The example application shows the initialization and three Trust X function groups, using the high-level command library (Infineon OPTIGA™ Trust X Command Library).
The result of each step is explained and output using NRF_LOG_RAW_INFO and NRF_LOG_RAW_HEXDUMP statements.
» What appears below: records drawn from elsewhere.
//! WebSocket Game Server
//!
//! Accepts player connections, authenticates them, routes bet and cash-out
//! requests to the round engine, and fans round events out to every client.
//! Handlers never change the round phase; only the scheduler does.

use std::collections::BTreeMap;
use std::net::SocketAddr;
use std::sync::Arc;
use std::time::{Duration, Instant};
use tokio::io::{AsyncRead, AsyncWrite};
use tokio::net::{TcpListener, TcpStream};
use tokio::sync::{broadcast, mpsc, RwLock};
use tokio_tungstenite::{accept_async, tungstenite::Message};
use futures_util::{SinkExt, StreamExt};
use tracing::{debug, error, info, instrument, warn};

use crate::config::{env_duration_ms, env_flag, env_parse};
use crate::core::money::Amount;
use crate::game::engine::RoundEngine;
use crate::game::ledger::Applied;
use crate::game::round::UserId;
use crate::network::auth::{derive_user_id, validate_token, AuthConfig, AuthError};
use crate::network::protocol::{
    AuthRequest, AuthResult, ClientMessage, ErrorCode, HistoryEntry, ServerError, ServerMessage,
};

/// Server configuration.
#[derive(Debug, Clone)]
pub struct ServerConfig {
    /// Bind address.
    pub bind_addr: SocketAddr,
    /// Maximum concurrent connections.
    pub max_connections: usize,
    /// Close connections silent for this long.
    pub idle_timeout: Duration,
    /// Funds credited to a newly opened account (minor units).
    pub starting_balance: Amount,
    /// Accept a bare user id instead of a JWT when auth is not configured.
    pub allow_guests: bool,
    /// Largest history page.
    pub history_limit: u32,
    /// Server version string.
    pub version: String,
}

impl Default for ServerConfig {
    fn default() -> Self {
        Self {
            bind_addr: SocketAddr::from(([0, 0, 0, 0], 8080)),
            max_connections: 1000,
            idle_timeout: Duration::from_secs(120),
            starting_balance: 0,
            allow_guests: false,
            history_limit: 100,
            version: env!("CARGO_PKG_VERSION").to_string(),
        }
    }
}

impl ServerConfig {
    /// Read `CRASH_BIND_ADDR`, `CRASH_MAX_CONNECTIONS`, `CRASH_IDLE_TIMEOUT_MS`,
    /// `CRASH_STARTING_BALANCE` and `CRASH_ALLOW_GUESTS`.
    pub fn from_env() -> Self {
        let d = Self::default();
        Self {
            bind_addr: env_parse("CRASH_BIND_ADDR", d.bind_addr),
            max_connections: env_parse("CRASH_MAX_CONNECTIONS", d.max_connections),
            idle_timeout: env_duration_ms("CRASH_IDLE_TIMEOUT_MS", d.idle_timeout),
            starting_balance: env_parse("CRASH_STARTING_BALANCE", d.starting_balance),
            allow_guests: env_flag("CRASH_ALLOW_GUESTS", d.allow_guests),
            history_limit: d.history_limit,
            version: d.version,
        }
    }
}

/// Game server errors.
#[derive(Debug, thiserror::Error)]
pub enum GameServerError {
    /// Failed to bind to address.
    #[error("Failed to bind: {0}")]
    BindFailed(#[from] std::io::Error),

    /// WebSocket error.
    #[error("WebSocket error: {0}")]
    WebSocket(#[from] tokio_tungstenite::tungstenite::Error),
}

// =============================================================================
// REQUEST HANDLING
// =============================================================================

/// Per-connection identity.
#[derive(Debug, Default, Clone)]
pub struct ClientSession {
    /// Account, once authenticated.
    pub user_id: Option<UserId>,
    /// Admin rights from the token's role claim.
    pub admin: bool,
}

/// Turns client messages into engine calls and replies.
pub struct Dispatcher {
    engine: Arc<RoundEngine>,
    auth: AuthConfig,
    config: ServerConfig,
}

impl Dispatcher {
    /// Create a dispatcher.
    pub fn new(engine: Arc<RoundEngine>, auth: AuthConfig, config: ServerConfig) -> Self {
        Self { engine, auth, config }
    }

    /// Handle one message and produce the reply.
    pub async fn handle(&self, session: &mut ClientSession, msg: ClientMessage) -> ServerMessage {
        match msg {
            ClientMessage::Auth(req) => self.authenticate(session, req).await,
            ClientMessage::Ping { timestamp } => ServerMessage::Pong {
                timestamp,
                server_time: chrono::Utc::now().timestamp_millis().max(0) as u64,
            },
            ClientMessage::Snapshot => ServerMessage::Snapshot { round: self.engine.snapshot().await },
            ClientMessage::History { limit } => self.history(limit).await,
            other => match session.user_id {
                Some(user_id) => self.handle_authenticated(session, user_id, other).await,
                None => ServerMessage::error(ErrorCode::NotAuthenticated, "Must authenticate first"),
            },
        }
    }

    async fn handle_authenticated(
        &self,
        session: &ClientSession,
        user_id: UserId,
        msg: ClientMessage,
    ) -> ServerMessage {
        let ledger = self.engine.ledger();

        match msg {
            ClientMessage::PlaceBet { round_id, amount } => {
                match self.engine.place_bet(round_id, user_id, amount).await {
                    Ok(_) => ServerMessage::BetAccepted {
                        round_id,
                        amount,
                        balance: ledger.balance(&user_id).await.unwrap_or(0),
                    },
                    Err(e) => ServerMessage::Error(ServerError::from(&e)),
                }
            }
            ClientMessage::CashOut { round_id } => match self.engine.cash_out(round_id, user_id).await {
                Ok(multiplier) => ServerMessage::CashedOut { round_id, multiplier },
                Err(e) => ServerMessage::Error(ServerError::from(&e)),
            },
            ClientMessage::Balance => ServerMessage::Balance {
                balance: ledger.balance(&user_id).await.unwrap_or(0),
            },
            ClientMessage::SetEnabled { enabled } if session.admin => {
                self.engine.set_enabled(enabled);
                ServerMessage::GameStatus { enabled: self.engine.is_enabled() }
            }
            ClientMessage::FreezeAccount { user_id: target, frozen } if session.admin => {
                match ledger.set_frozen(target, frozen).await {
                    Ok(()) => {
                        info!("Account {} {} by {}", target.short(), if frozen { "frozen" } else { "unfrozen" }, user_id.short());
                        ServerMessage::AccountStatus { user_id: target, frozen }
                    }
                    Err(e) => ServerMessage::error(ErrorCode::UnknownAccount, e.to_string()),
                }
            }
            ClientMessage::AdjustBalance { user_id: target, amount, reason, adjustment_id } if session.admin => {
                match ledger.adjust(target, amount, adjustment_id, &reason).await {
                    Ok(outcome) => {
                        let applied = matches!(outcome, Applied::Applied(_));
                        if applied {
                            info!("Account {} adjusted by {} ({}) by {}", target.short(), amount, reason, user_id.short());
                        }
                        ServerMessage::BalanceAdjusted { user_id: target, balance: outcome.balance(), applied }
                    }
                    Err(e) => ServerMessage::Error(ServerError::from(&e)),
                }
            }
            ClientMessage::Resettle { round_id } if session.admin => {
                match self.engine.resettle(round_id).await {
                    Ok(report) => ServerMessage::Resettled { round_id, report },
                    Err(e) => {
                        warn!("Resettle of round {} failed: {}", round_id, e);
                        ServerMessage::Error(ServerError::from(&e))
                    }
                }
            }
            ClientMessage::SetEnabled { .. }
            | ClientMessage::FreezeAccount { .. }
            | ClientMessage::AdjustBalance { .. }
            | ClientMessage::Resettle { .. } => {
                ServerMessage::error(ErrorCode::Forbidden, "Admin role required")
            }
            // Handled before authentication
            ClientMessage::Auth(_)
            | ClientMessage::Ping { .. }
            | ClientMessage::Snapshot
            | ClientMessage::History { .. } => {
                ServerMessage::error(ErrorCode::InternalError, "Unexpected message")
            }
        }
    }

    async fn authenticate(&self, session: &mut ClientSession, req: AuthRequest) -> ServerMessage {
        let (user_id, admin) = if self.auth.is_configured() {
            match validate_token(&req.token, &self.auth) {
                Ok(claims) => (claims.user_id(), claims.is_admin()),
                Err(AuthError::Expired) => {
                    return ServerMessage::error(ErrorCode::TokenExpired, "Token expired");
                }
                Err(e) => {
                    debug!("Token rejected: {}", e);
                    return ServerMessage::error(ErrorCode::InvalidToken, e.to_string());
                }
            }
        } else if self.config.allow_guests {
            let user_id = UserId::parse(&req.token).unwrap_or_else(|| derive_user_id(&req.token));
            (user_id, false)
        } else {
            return ServerMessage::error(ErrorCode::AuthFailed, "Authentication not configured");
        };

        let ledger = self.engine.ledger();
        if ledger.open_account(user_id).await && self.config.starting_balance > 0 {
            if let Err(e) = ledger.deposit(user_id, self.config.starting_balance, uuid::Uuid::new_v4()).await {
                warn!("Starting balance for {} failed: {}", user_id.short(), e);
            }
        }

        session.user_id = Some(user_id);
        session.admin = admin;
        debug!("Authenticated {} (admin: {})", user_id.short(), admin);

        ServerMessage::AuthResult(AuthResult {
            success: true,
            user_id: Some(user_id),
            balance: ledger.balance(&user_id).await,
            error: None,
            server_version: self.config.version.clone(),
        })
    }

    async fn history(&self, limit: Option<u32>) -> ServerMessage {
        let limit = limit.unwrap_or(20).min(self.config.history_limit) as usize;
        match self.engine.history(limit).await {
            Ok(records) => ServerMessage::History {
                rounds: records.iter().map(HistoryEntry::from).collect(),
            },
            Err(e) => {
                error!("History lookup failed: {}", e);
                ServerMessage::error(ErrorCode::InternalError, "History unavailable")
            }
        }
    }
}
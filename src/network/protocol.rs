//! Protocol Messages
//!
//! Wire format for client-server communication over WebSocket.
//! Text frames carry JSON tagged by `"type"`; binary frames carry bincode.

use chrono::{DateTime, Utc};
use serde::{Serialize, Deserialize};

use crate::core::money::{Amount, Multiplier};
use crate::game::bets::BetError;
use crate::game::engine::{EngineError, RoundSnapshot};
use crate::game::events::RoundEvent;
use crate::game::ledger::LedgerError;
use crate::game::round::{RoundId, UserId};
use crate::game::settlement::SettlementReport;
use crate::game::store::RoundRecord;

// =============================================================================
// CLIENT -> SERVER MESSAGES
// =============================================================================

/// Messages sent from client to server.
#[derive(Debug, Clone, PartialEq, Serialize, Deserialize)]
#[serde(tag = "type", rename_all = "snake_case")]
pub enum ClientMessage {
    /// Authenticate with the server.
    Auth(AuthRequest),

    /// Bet on the round currently taking bets.
    PlaceBet {
        /// Round the client believes is open.
        round_id: RoundId,
        /// Stake in minor units.
        amount: Amount,
    },

    /// Cash out of the running round.
    CashOut {
        /// Round being cashed out of.
        round_id: RoundId,
    },

    /// Current balance.
    Balance,

    /// Recent crash history.
    History {
        /// How many rounds (server caps it).
        #[serde(default)]
        limit: Option<u32>,
    },

    /// Current round view.
    Snapshot,

    /// Admin: enable or pause new rounds.
    SetEnabled {
        /// New state.
        enabled: bool,
    },

    /// Admin: freeze or unfreeze an account.
    FreezeAccount {
        /// Target account.
        user_id: UserId,
        /// New state.
        frozen: bool,
    },

    /// Admin: credit (positive) or debit (negative) an account.
    AdjustBalance {
        /// Target account.
        user_id: UserId,
        /// Signed amount in minor units.
        amount: i64,
        /// Shown in the account journal.
        reason: String,
        /// Replays with the same id apply once.
        adjustment_id: uuid::Uuid,
    },

    /// Admin: pay the payouts an archived round left unsettled.
    Resettle {
        /// Archived round.
        round_id: RoundId,
    },

    /// Ping for latency measurement.
    Ping {
        /// Client timestamp, echoed back.
        timestamp: u64,
    },
}

/// Authentication request.
#[derive(Debug, Clone, PartialEq, Serialize, Deserialize)]
pub struct AuthRequest {
    /// JWT, or a user UUID when guests are allowed.
    pub token: String,
    /// Client version for compatibility check.
    #[serde(default)]
    pub client_version: String,
}

// =============================================================================
// SERVER -> CLIENT MESSAGES
// =============================================================================

/// Messages sent from server to client.
#[derive(Debug, Clone, PartialEq, Serialize, Deserialize)]
#[serde(tag = "type", rename_all = "snake_case")]
pub enum ServerMessage {
    /// Authentication result.
    AuthResult(AuthResult),

    /// Bet accepted; stake debited.
    BetAccepted {
        /// Round.
        round_id: RoundId,
        /// Stake.
        amount: Amount,
        /// Balance after the debit.
        balance: Amount,
    },

    /// Cash-out accepted.
    CashedOut {
        /// Round.
        round_id: RoundId,
        /// Locked-in multiplier.
        multiplier: Multiplier,
    },

    /// Balance reply.
    Balance {
        /// Current balance.
        balance: Amount,
    },

    /// History reply, oldest first.
    History {
        /// Finished rounds.
        rounds: Vec<HistoryEntry>,
    },

    /// Snapshot reply.
    Snapshot {
        /// Current round, if any.
        round: Option<RoundSnapshot>,
    },

    /// Game enabled state.
    GameStatus {
        /// Whether new rounds open.
        enabled: bool,
    },

    /// Account freeze acknowledged.
    AccountStatus {
        /// Account.
        user_id: UserId,
        /// Whether frozen.
        frozen: bool,
    },

    /// Adjustment acknowledged.
    BalanceAdjusted {
        /// Account.
        user_id: UserId,
        /// Balance afterwards.
        balance: Amount,
        /// False when the adjustment id was already applied.
        applied: bool,
    },

    /// Resettle pass finished.
    Resettled {
        /// Round.
        round_id: RoundId,
        /// Outcome of this pass.
        report: SettlementReport,
    },

    /// Round lifecycle or player event.
    Event(RoundEvent),

    /// Error.
    Error(ServerError),

    /// Pong response.
    Pong {
        /// Echoed client timestamp.
        timestamp: u64,
        /// Server time (Unix millis).
        server_time: u64,
    },

    /// Server is shutting down.
    Shutdown {
        /// Reason.
        reason: String,
    },
}

/// Authentication result.
#[derive(Debug, Clone, PartialEq, Serialize, Deserialize)]
pub struct AuthResult {
    /// Whether auth succeeded.
    pub success: bool,
    /// Account the connection is bound to.
    pub user_id: Option<UserId>,
    /// Balance at login.
    pub balance: Option<Amount>,
    /// Error message if failed.
    pub error: Option<String>,
    /// Server version.
    pub server_version: String,
}

/// One finished round in a history reply.
#[derive(Debug, Clone, PartialEq, Eq, Serialize, Deserialize)]
pub struct HistoryEntry {
    /// Round.
    pub round_id: RoundId,
    /// Crash point.
    pub crash_point: Multiplier,
    /// Crash time.
    pub ended_at: Option<DateTime<Utc>>,
    /// Bets placed.
    pub bets: u32,
    /// Sum of stakes.
    pub total_staked: Amount,
    /// Sum of payouts.
    pub total_paid: Amount,
}

impl From<&RoundRecord> for HistoryEntry {
    fn from(record: &RoundRecord) -> Self {
        Self {
            round_id: record.round_id,
            crash_point: record.crash_point,
            ended_at: record.ended_at,
            bets: record.bets.len() as u32,
            total_staked: record.total_staked,
            total_paid: record.total_paid,
        }
    }
}

/// Server error.
#[derive(Debug, Clone, PartialEq, Eq, Serialize, Deserialize)]
pub struct ServerError {
    /// Error code.
    pub code: ErrorCode,
    /// Human-readable message.
    pub message: String,
}

impl ServerError {
    /// Build an error reply.
    pub fn new(code: ErrorCode, message: impl Into<String>) -> Self {
        Self { code, message: message.into() }
    }
}

impl From<&BetError> for ServerError {
    fn from(err: &BetError) -> Self {
        let code = match err {
            BetError::WrongPhase => ErrorCode::WrongPhase,
            BetError::DuplicateBet => ErrorCode::DuplicateBet,
            BetError::NoActiveBet => ErrorCode::NoActiveBet,
            BetError::InsufficientFunds => ErrorCode::InsufficientFunds,
            BetError::BetOutOfRange { .. } => ErrorCode::BetOutOfRange,
            BetError::AccountFrozen => ErrorCode::AccountFrozen,
            BetError::UnknownAccount => ErrorCode::UnknownAccount,
        };
        Self::new(code, err.to_string())
    }
}

impl From<&LedgerError> for ServerError {
    fn from(err: &LedgerError) -> Self {
        let code = match err {
            LedgerError::UnknownAccount(_) => ErrorCode::UnknownAccount,
            LedgerError::InsufficientFunds { .. } => ErrorCode::InsufficientFunds,
            LedgerError::Frozen(_) => ErrorCode::AccountFrozen,
            LedgerError::ZeroAmount => ErrorCode::InvalidInput,
            LedgerError::Overflow => ErrorCode::InternalError,
        };
        Self::new(code, err.to_string())
    }
}

impl From<&EngineError> for ServerError {
    fn from(err: &EngineError) -> Self {
        let code = match err {
            EngineError::UnknownRound(_) | EngineError::RoundExpired { .. } => ErrorCode::UnknownRound,
            EngineError::InvalidTransition { .. } | EngineError::NoRound => ErrorCode::WrongPhase,
            EngineError::Tampered(_) | EngineError::Store(_) => ErrorCode::InternalError,
        };
        Self::new(code, err.to_string())
    }
}

/// Error codes.
#[derive(Debug, Clone, Copy, PartialEq, Eq, Serialize, Deserialize)]
#[serde(rename_all = "snake_case")]
pub enum ErrorCode {
    /// Authentication failed.
    AuthFailed,
    /// Not authenticated.
    NotAuthenticated,
    /// JWT token has expired.
    TokenExpired,
    /// Invalid JWT token (signature, format, claims).
    InvalidToken,
    /// Malformed message.
    InvalidInput,
    /// Wrong phase or stale round.
    WrongPhase,
    /// Second bet in the same round.
    DuplicateBet,
    /// Nothing to cash out.
    NoActiveBet,
    /// Balance below the stake.
    InsufficientFunds,
    /// Stake outside limits.
    BetOutOfRange,
    /// Account frozen.
    AccountFrozen,
    /// No such account.
    UnknownAccount,
    /// Admin-only action.
    Forbidden,
    /// Round not archived, or too old to resettle.
    UnknownRound,
    /// Server overloaded.
    ServerOverloaded,
    /// Internal error.
    InternalError,
}

// =============================================================================
// SERIALIZATION HELPERS
// =============================================================================

impl ClientMessage {
    /// Serialize to JSON string.
    pub fn to_json(&self) -> Result<String, serde_json::Error> {
        serde_json::to_string(self)
    }

    /// Deserialize from JSON string.
    pub fn from_json(s: &str) -> Result<Self, serde_json::Error> {
        serde_json::from_str(s)
    }

    /// Decode a binary frame.
    pub fn from_bytes(data: &[u8]) -> Result<Self, bincode::Error> {
        bincode::deserialize::<BinaryCommand>(data).map(ClientMessage::from)
    }
}

/// Hot-path commands accepted in binary frames.
///
/// Externally tagged so bincode can decode it; the JSON messages above use
/// internal tags, which bincode cannot.
#[derive(Debug, Clone, Copy, PartialEq, Eq, Serialize, Deserialize)]
pub enum BinaryCommand {
    /// See [`ClientMessage::PlaceBet`].
    PlaceBet {
        /// Round.
        round_id: RoundId,
        /// Stake.
        amount: Amount,
    },
    /// See [`ClientMessage::CashOut`].
    CashOut {
        /// Round.
        round_id: RoundId,
    },
    /// See [`ClientMessage::Ping`].
    Ping {
        /// Client timestamp.
        timestamp: u64,
    },
}

impl BinaryCommand {
    /// Encode as a binary frame.
    pub fn to_bytes(&self) -> Result<Vec<u8>, bincode::Error> {
        bincode::serialize(self)
    }
}

impl From<BinaryCommand> for ClientMessage {
    fn from(cmd: BinaryCommand) -> Self {
        match cmd {
            BinaryCommand::PlaceBet { round_id, amount } => ClientMessage::PlaceBet { round_id, amount },
            BinaryCommand::CashOut { round_id } => ClientMessage::CashOut { round_id },
            BinaryCommand::Ping { timestamp } => ClientMessage::Ping { timestamp },
        }
    }
}

impl ServerMessage {
    /// Serialize to JSON string.
    pub fn to_json(&self) -> Result<String, serde_json::Error> {
        serde_json::to_string(self)
    }

    /// Deserialize from JSON string.
    pub fn from_json(s: &str) -> Result<Self, serde_json::Error> {
        serde_json::from_str(s)
    }

    /// Error reply shorthand.
    pub fn error(code: ErrorCode, message: impl Into<String>) -> Self {
        ServerMessage::Error(ServerError::new(code, message))
    }
}
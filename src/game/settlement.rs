//! Settlement Engine
//!
//! Applies round outcomes to the ledger once the round has crashed.
//!
//! A bet wins when it cashed out at or below the crash point and is credited
//! `amount * multiplier` (principal included). Everything else loses and the
//! escrowed stake stays with the house.
//!
//! Each bet carries an outcome marker and each payout a ledger reference, so
//! running settlement again only touches bets that failed before.

use serde::{Serialize, Deserialize};
use thiserror::Error;
use tracing::{debug, error, info};

use crate::core::money::{Amount, Multiplier};
use crate::game::bets::{Bet, BetOutcome, BetRegistry};
use crate::game::ledger::{EntryRef, Ledger, LedgerError};
use crate::game::round::{BetId, RoundId};

/// Settlement of a single bet failed. Other bets are unaffected.
#[derive(Debug, Error, Clone, PartialEq, Eq, Serialize, Deserialize)]
#[error("settlement of bet {bet} failed: {reason}")]
pub struct SettlementFailure {
    /// Bet left unsettled.
    pub bet: BetId,
    /// Payout that could not be applied.
    pub payout: Amount,
    /// Cause.
    pub reason: String,
}

/// Totals for one settlement pass.
#[derive(Debug, Clone, Default, PartialEq, Eq, Serialize, Deserialize)]
pub struct SettlementReport {
    /// Bets settled as wins in this pass.
    pub won: u32,
    /// Bets settled as losses in this pass.
    pub lost: u32,
    /// Bets skipped because an earlier pass settled them.
    pub already_settled: u32,
    /// Sum of payouts credited in this pass.
    pub total_paid: Amount,
    /// Bets that could not be settled.
    pub failures: Vec<SettlementFailure>,
}

impl SettlementReport {
    /// Whether every bet is settled.
    pub fn is_complete(&self) -> bool {
        self.failures.is_empty()
    }
}

/// Decide a bet against the crash point. Pure; no ledger access.
pub fn decide(bet: &Bet, crash_point: Multiplier) -> Option<BetOutcome> {
    match bet.cash_out {
        Some(cash_out) if cash_out.multiplier <= crash_point => cash_out
            .multiplier
            .payout(bet.amount)
            .map(|payout| BetOutcome::Won { payout }),
        _ => Some(BetOutcome::Lost),
    }
}

/// Settle every unsettled bet of a crashed round.
///
/// The caller guarantees the round is crashed, so no cash-out can race with
/// this pass.
pub async fn settle_round(
    round_id: RoundId,
    crash_point: Multiplier,
    registry: &BetRegistry,
    ledger: &Ledger,
) -> SettlementReport {
    let mut report = SettlementReport::default();

    for handle in registry.handles().await {
        let mut bet = handle.lock().await;

        if bet.outcome.is_some() {
            report.already_settled += 1;
            continue;
        }

        let outcome = match decide(&bet, crash_point) {
            Some(outcome) => outcome,
            None => {
                error!("Payout overflow for bet {}", bet.id);
                report.failures.push(SettlementFailure {
                    bet: bet.id,
                    payout: 0,
                    reason: LedgerError::Overflow.to_string(),
                });
                continue;
            }
        };

        match outcome {
            BetOutcome::Lost => {
                bet.outcome = Some(BetOutcome::Lost);
                report.lost += 1;
            }
            BetOutcome::Won { payout } => {
                match ledger.credit(bet.id.user_id, payout, EntryRef::Payout { bet: bet.id }).await {
                    Ok(applied) => {
                        debug!(
                            "Round {} paid {} to {} (balance {})",
                            round_id, payout, bet.id.user_id.short(), applied.balance()
                        );
                        bet.outcome = Some(outcome);
                        report.won += 1;
                        report.total_paid += payout;
                    }
                    Err(e) => {
                        error!("Round {} payout to {} failed: {}", round_id, bet.id.user_id.short(), e);
                        report.failures.push(SettlementFailure {
                            bet: bet.id,
                            payout,
                            reason: e.to_string(),
                        });
                    }
                }
            }
        }
    }

    info!(
        "Round {} settled: {} won, {} lost, {} paid, {} failed",
        round_id, report.won, report.lost, report.total_paid, report.failures.len()
    );

    report
}

#[cfg(test)]
mod tests {
    use super::*;
    use crate::game::round::UserId;

    fn m(h: u32) -> Multiplier {
        Multiplier::from_hundredths(h)
    }

    async fn player(ledger: &Ledger, registry: &BetRegistry, stake: Amount) -> UserId {
        let user = UserId::random();
        ledger.open_account(user).await;
        ledger.deposit(user, 10_000, uuid::Uuid::new_v4()).await.unwrap();
        registry.place(user, stake, 0, ledger).await.unwrap();
        user
    }

    #[test]
    fn test_decide() {
        let mut bet = Bet {
            id: BetId { round_id: RoundId(1), user_id: UserId::random() },
            amount: 1000,
            placed_at_ms: 0,
            cash_out: None,
            outcome: None,
        };
        assert_eq!(decide(&bet, m(250)), Some(BetOutcome::Lost));

        bet.cash_out = Some(crate::game::bets::CashOut { multiplier: m(200), elapsed_ms: 1000 });
        assert_eq!(decide(&bet, m(250)), Some(BetOutcome::Won { payout: 2000 }));

        // Equal to the crash point still wins at settlement
        assert_eq!(decide(&bet, m(200)), Some(BetOutcome::Won { payout: 2000 }));

        bet.cash_out = Some(crate::game::bets::CashOut { multiplier: m(300), elapsed_ms: 2000 });
        assert_eq!(decide(&bet, m(250)), Some(BetOutcome::Lost));
    }

    #[tokio::test]
    async fn test_settle_round_credits_winners_only() {
        let ledger = Ledger::new();
        let registry = BetRegistry::new(RoundId(1));
        let winner = player(&ledger, &registry, 1000).await;
        let loser = player(&ledger, &registry, 1000).await;

        registry.cash_out(&winner, m(200), 1000).await.unwrap();

        let report = settle_round(RoundId(1), m(250), &registry, &ledger).await;
        assert_eq!(report.won, 1);
        assert_eq!(report.lost, 1);
        assert_eq!(report.total_paid, 2000);
        assert!(report.is_complete());

        assert_eq!(ledger.balance(&winner).await, Some(9000 + 2000));
        assert_eq!(ledger.balance(&loser).await, Some(9000));
    }

    #[tokio::test]
    async fn test_rerun_is_noop() {
        let ledger = Ledger::new();
        let registry = BetRegistry::new(RoundId(2));
        let winner = player(&ledger, &registry, 500).await;
        registry.cash_out(&winner, m(150), 500).await.unwrap();

        settle_round(RoundId(2), m(400), &registry, &ledger).await;
        let again = settle_round(RoundId(2), m(400), &registry, &ledger).await;

        assert_eq!(again.won, 0);
        assert_eq!(again.already_settled, 1);
        assert_eq!(again.total_paid, 0);
        assert_eq!(ledger.balance(&winner).await, Some(9500 + 750));
    }

    #[tokio::test]
    async fn test_failure_is_isolated_and_retryable() {
        let ledger = Ledger::new();
        let registry = BetRegistry::new(RoundId(3));
        let frozen = player(&ledger, &registry, 1000).await;
        let fine = player(&ledger, &registry, 1000).await;

        registry.cash_out(&frozen, m(120), 200).await.unwrap();
        registry.cash_out(&fine, m(130), 300).await.unwrap();
        ledger.set_frozen(frozen, true).await.unwrap();

        let first = settle_round(RoundId(3), m(500), &registry, &ledger).await;
        assert_eq!(first.won, 1);
        assert_eq!(first.failures.len(), 1);
        assert_eq!(first.failures[0].bet.user_id, frozen);
        assert_eq!(first.failures[0].payout, 1200);
        assert_eq!(ledger.balance(&fine).await, Some(9000 + 1300));

        ledger.set_frozen(frozen, false).await.unwrap();
        let second = settle_round(RoundId(3), m(500), &registry, &ledger).await;
        assert_eq!(second.won, 1);
        assert_eq!(second.already_settled, 1);
        assert!(second.is_complete());
        assert_eq!(ledger.balance(&frozen).await, Some(9000 + 1200));
    }
}
pub mod dng_pipeline;
pub mod logger;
A sample output, as it can be observed with SEGGER RTT Viewer, looks similar to the following example:
Infineon OPTIGA(TM) Trust X ("Trust X") example for ECDSA
Initialize Trust X host library and I2C protocol.
Open Trust X application.
Retrieve random number (16 byte) from Trust X:
38 F3 A7 35 7F 9B 95 11|8..5....
6F 0B 8B 53 15 1F 6F 9B|o..S..o.
Calculate message digest (SHA-256) with Trust X:
2D D0 0B D7 7E 02 22 CE|-...~.".
D8 82 66 54 81 A9 C1 D9|..fT....
F9 07 30 9D 16 E0 5E D0|..0...^.
07 A1 EA 63 92 84 77 A9|...c..w.
Sign digest with protected private key OID_DEVICE_PRIVATE_KEY_1 inside Trust X:
30 44 02 20 50 A2 67 2E|0D. P.g.
D5 B8 60 43 1A DB D1 9F|..`C....
64 47 0F 5E FB AB 02 7A|dG.^...z
06 1F 60 F9 64 E0 FA D7|..`.d...
22 6F CA 4D 02 20 71 1F|"o.M. q.
FB 02 7C C2 2B 46 D1 AD|..|.+F..
83 79 7F 4B D6 67 DD 01|.y.K.g..
7A 36 48 83 28 41 82 03|z6H.(A..
11 93 5F EB 83 41 |.._..A
Retrieve Infineon public key certificate (OID_INFINEON_CERTIFICATE) from Trust X (output truncated):
30 82 01 C0 30 82 01 67|0...0..g
A0 03 02 01 02 02 04 01|........
02 03 0A 30 0A 06 08 2A|...0...*
86 48 CE 3D 04 03 02 30|.H.=...0
77 31 0B 30 09 06 03 55|w1.0...U
04 06 13 02 44 45 31 21|....DE1!
30 1F 06 03 55 04 0A 0C|0...U...
18 49 6E 66 69 6E 65 6F|.Infineo
6E 20 54 65 63 68 6E 6F|n Techno
6C 6F 67 69 65 73 20 41|logies A
Verify signature using mbed TLS and the certificate's public key:
OK - successfully verified!
Create key pair with Trust X in slot OID_DEVICE_PRIVATE_KEY_2 and print public key:
DB 33 E4 E7 E5 DE 90 42|.3.....B
A8 94 92 30 E7 1E 5D 18|...0..].
36 75 31 CE CF C9 12 08|6u1.....
B7 6A 94 D9 27 22 77 2F|.j..'"w/
22 48 DC 62 C5 AF B9 DD|"H.b....
E0 CE 66 49 49 C8 DA 83|..fII...
A9 63 A6 76 49 B4 E8 76|.c.vI..v
12 |.
Calculate message digest (SHA-256) with Trust X:
AB 53 0A 13 E4 59 14 98|.S...Y..
2B 79 F9 B7 E3 FB A9 94|+y......
CF D1 F3 FB 22 F7 1C EA|...."...
1A FB F0 2B 46 0C 6D 1D|...+F.m.
Sign digest with generated private key OID_DEVICE_PRIVATE_KEY_2 inside Trust X:
30 46 02 21 00 E4 52 B0|0F.!..R.
29 CA F9 EE 91 FB 26 57|).....&W
C4 DE 95 5A C1 5C 1A C6|...Z.\..
94 8D C0 72 D3 C2 F7 22|...r..."
28 7A 68 D0 A8 02 21 00|(zh...!.
D3 82 58 6D 17 FB 3E 41|..Xm..>A
63 22 3C E3 E2 62 39 5F|c"<..b9_
8C 56 27 CE 64 32 E9 DD|.V'.d2..
Verify signature with Trust X using the generated public key:
OK - successfully verified!
Verify signature with mbed TLS using the generated public key:
OK - successfully verified!
Trust X example application finished.
You can find the source code and the project file of the example in the following folder: <InstallFolder>\examples\crypto\ifx_optiga_ecdsa_simple
Test the application by observing the debugging output via SEGGER J-Link RTT Viewer:
Alternatively, a debugger in any supported IDE can be used to step through the example application code in main.c and the host library files.